Sen. Clinton has touted her experience in government. That experience is impressive, though it is mostly peripheral to the actual business of governing. Sen. Clinton is smart and well-educated, graduating from Wellesley and Yale. She is a lawyer and has represented the Children’s Defense Fund and worked on the Nixon impeachment effort, advising the House Judiciary Committee. She was Arkansas’ first lady for 12 years. When Bill Clinton was elected president in 1992, she continued her activism, heading the administration’s failed – but bold and prescient – attempt to reform the health care system. She was elected senator in 2000, re-elected in 2006, and has been mostly a moderate voice, working with her Republican colleagues as well as Democrats.

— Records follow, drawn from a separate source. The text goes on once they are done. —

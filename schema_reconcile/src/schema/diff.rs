//! Drift detection
//!
//! Pairwise comparison of reference definitions against introspected ones.
//! Everything here goes through the active renderer's normalization so that
//! what a database reports back compares equal to what was asked for.

use std::fmt;

use crate::dialect::DialectRenderer;
use crate::schema::datatype::SqlDatatype;
use crate::schema::types::{
    normalize_action, ColumnDefinition, ConstraintDefinition, IndexDefinition,
};

/// Which aspects of a column differ between two definitions
#[derive(Debug, Clone, Copy, Default, PartialEq, Eq)]
pub struct ColumnDelta {
    pub data_type: bool,
    pub nullable: bool,
    pub auto_increment: bool,
    pub default: bool,
}

impl ColumnDelta {
    /// Compare `old` (usually introspected) against `new` (usually reference)
    pub fn between(
        renderer: &dyn DialectRenderer,
        old: &ColumnDefinition,
        new: &ColumnDefinition,
    ) -> Self {
        let data_type = !types_match(renderer, &new.data_type, &old.data_type);
        let auto_increment = old.auto_increment != new.auto_increment;

        // An autoincrement target owns its nullability and default
        let (nullable, default) = if new.auto_increment {
            (false, false)
        } else {
            (
                old.is_nullable() != new.is_nullable(),
                renderer.normalize_default(old.effective_default())
                    != renderer.normalize_default(new.effective_default()),
            )
        };

        Self {
            data_type,
            nullable,
            auto_increment,
            default,
        }
    }

    pub fn is_empty(&self) -> bool {
        !(self.data_type || self.nullable || self.auto_increment || self.default)
    }

    /// Human-readable summary of what changes from `old` to `new`
    pub fn describe(
        &self,
        renderer: &dyn DialectRenderer,
        old: &ColumnDefinition,
        new: &ColumnDefinition,
    ) -> String {
        let mut parts = Vec::new();

        if self.data_type {
            parts.push(format!(
                "type {} -> {}",
                old.data_type.sql_type_name, new.data_type.sql_type_name
            ));
        }
        if self.nullable {
            parts.push(format!(
                "nullable {} -> {}",
                old.is_nullable(),
                new.is_nullable()
            ));
        }
        if self.auto_increment {
            parts.push(format!(
                "autoincrement {} -> {}",
                old.auto_increment, new.auto_increment
            ));
        }
        if self.default {
            parts.push(format!(
                "default {} -> {}",
                DefaultDisplay(renderer.normalize_default(old.effective_default())),
                DefaultDisplay(renderer.normalize_default(new.effective_default()))
            ));
        }

        parts.join("; ")
    }
}

struct DefaultDisplay(Option<String>);

impl fmt::Display for DefaultDisplay {
    fn fmt(&self, f: &mut fmt::Formatter<'_>) -> fmt::Result {
        match &self.0 {
            Some(value) => write!(f, "'{}'", value),
            None => f.write_str("none"),
        }
    }
}

/// Whether two datatypes are the same once reporting artifacts are removed.
///
/// Type names are compared after alias folding; when either side has no name
/// the JDBC type codes decide. Lengths only matter when both sides carry one.
pub fn types_match(
    renderer: &dyn DialectRenderer,
    expected: &SqlDatatype,
    actual: &SqlDatatype,
) -> bool {
    let expected = expected.signature();
    let actual = actual.signature();

    let names_match = if !expected.type_name.is_empty() && !actual.type_name.is_empty() {
        renderer.normalize_type_name(&expected.type_name)
            == renderer.normalize_type_name(&actual.type_name)
    } else {
        expected.type_code != 0 && expected.type_code == actual.type_code
    };

    let lengths_match = match (expected.length, actual.length) {
        (Some(expected), Some(actual)) => expected == actual,
        _ => true,
    };

    names_match && lengths_match
}

/// Same kind, same uniqueness and the same columns in the same order
pub fn index_matches(reference: &IndexDefinition, actual: &IndexDefinition) -> bool {
    reference.primary == actual.primary
        && reference.is_unique() == actual.is_unique()
        && reference.columns.len() == actual.columns.len()
        && reference
            .column_names()
            .zip(actual.column_names())
            .all(|(r, a)| r.eq_ignore_ascii_case(a))
}

/// Same column, same target and the same referential actions
pub fn constraint_matches(
    reference: &ConstraintDefinition,
    actual: &ConstraintDefinition,
) -> bool {
    reference.column_name.eq_ignore_ascii_case(&actual.column_name)
        && reference
            .foreign_table_name
            .eq_ignore_ascii_case(&actual.foreign_table_name)
        && reference
            .foreign_column_name
            .eq_ignore_ascii_case(&actual.foreign_column_name)
        && normalize_action(reference.on_delete.as_deref())
            == normalize_action(actual.on_delete.as_deref())
        && normalize_action(reference.on_update.as_deref())
            == normalize_action(actual.on_update.as_deref())
}

pub fn describe_column(column: &ColumnDefinition) -> String {
    let mut summary = column.data_type.sql_type_name.clone();
    if column.auto_increment {
        summary.push_str(" AUTOINCREMENT");
    } else {
        summary.push_str(if column.nullable { " NULL" } else { " NOT NULL" });
        if let Some(default) = &column.default_value {
            summary.push_str(&format!(" DEFAULT '{}'", default));
        }
    }
    summary
}

pub fn describe_index(index: &IndexDefinition) -> String {
    let kind = if index.primary {
        "PRIMARY"
    } else if index.unique {
        "UNIQUE"
    } else {
        "INDEX"
    };
    format!(
        "{} ({})",
        kind,
        index.column_names().collect::<Vec<_>>().join(", ")
    )
}

pub fn describe_constraint(constraint: &ConstraintDefinition) -> String {
    let mut summary = format!(
        "{} -> {}.{}",
        constraint.column_name, constraint.foreign_table_name, constraint.foreign_column_name
    );
    if let Some(action) = normalize_action(constraint.on_delete.as_deref()) {
        summary.push_str(&format!(" ON DELETE {}", action));
    }
    if let Some(action) = normalize_action(constraint.on_update.as_deref()) {
        summary.push_str(&format!(" ON UPDATE {}", action));
    }
    summary
}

Sen. Obama was elected in 2004. Also a lawyer, he graduated from Columbia and Harvard. His resume includes stints in business, public advocacy and community organizing, before entering politics in 1996 when he was elected to the Illinois Senate. As the son of a black Kenyan goat herder and a white woman from Kansas and reared in Indonesia and Hawaii, Mr. Obama’s pursuit of the American Dream stands in sharp contrast to all other candidates. When he delivered the keynote address to the Democratic convention in 2004, America heard for the first time Mr. Obama the charismatic speaker, capable of inspiring and uplifting in a manner reminiscent of Martin Luther King and John F. Kennedy.
Sen. Obama does not equivocate about his lack of governmental experience, and instead argues that because of it he is idealistic and not jaded about what can be achieved by government. Experience in government is important, but so is the ability to govern across party lines.
Though Sen. Clinton has worked with Republicans, she would be a polarizing president. Whether deserved or not, the Clintons – the senator and former president – incite many Republicans to savage opposition, a response that could impede her ability to govern. Sen. Obama, a fresh face who must present more details of his proposals for addressing health care, the economy, climate change and other issues, stands a much better chance of working for a new agenda to tackle new problems, and finding common ground with Republicans.
These are important considerations for Democrats this weekend.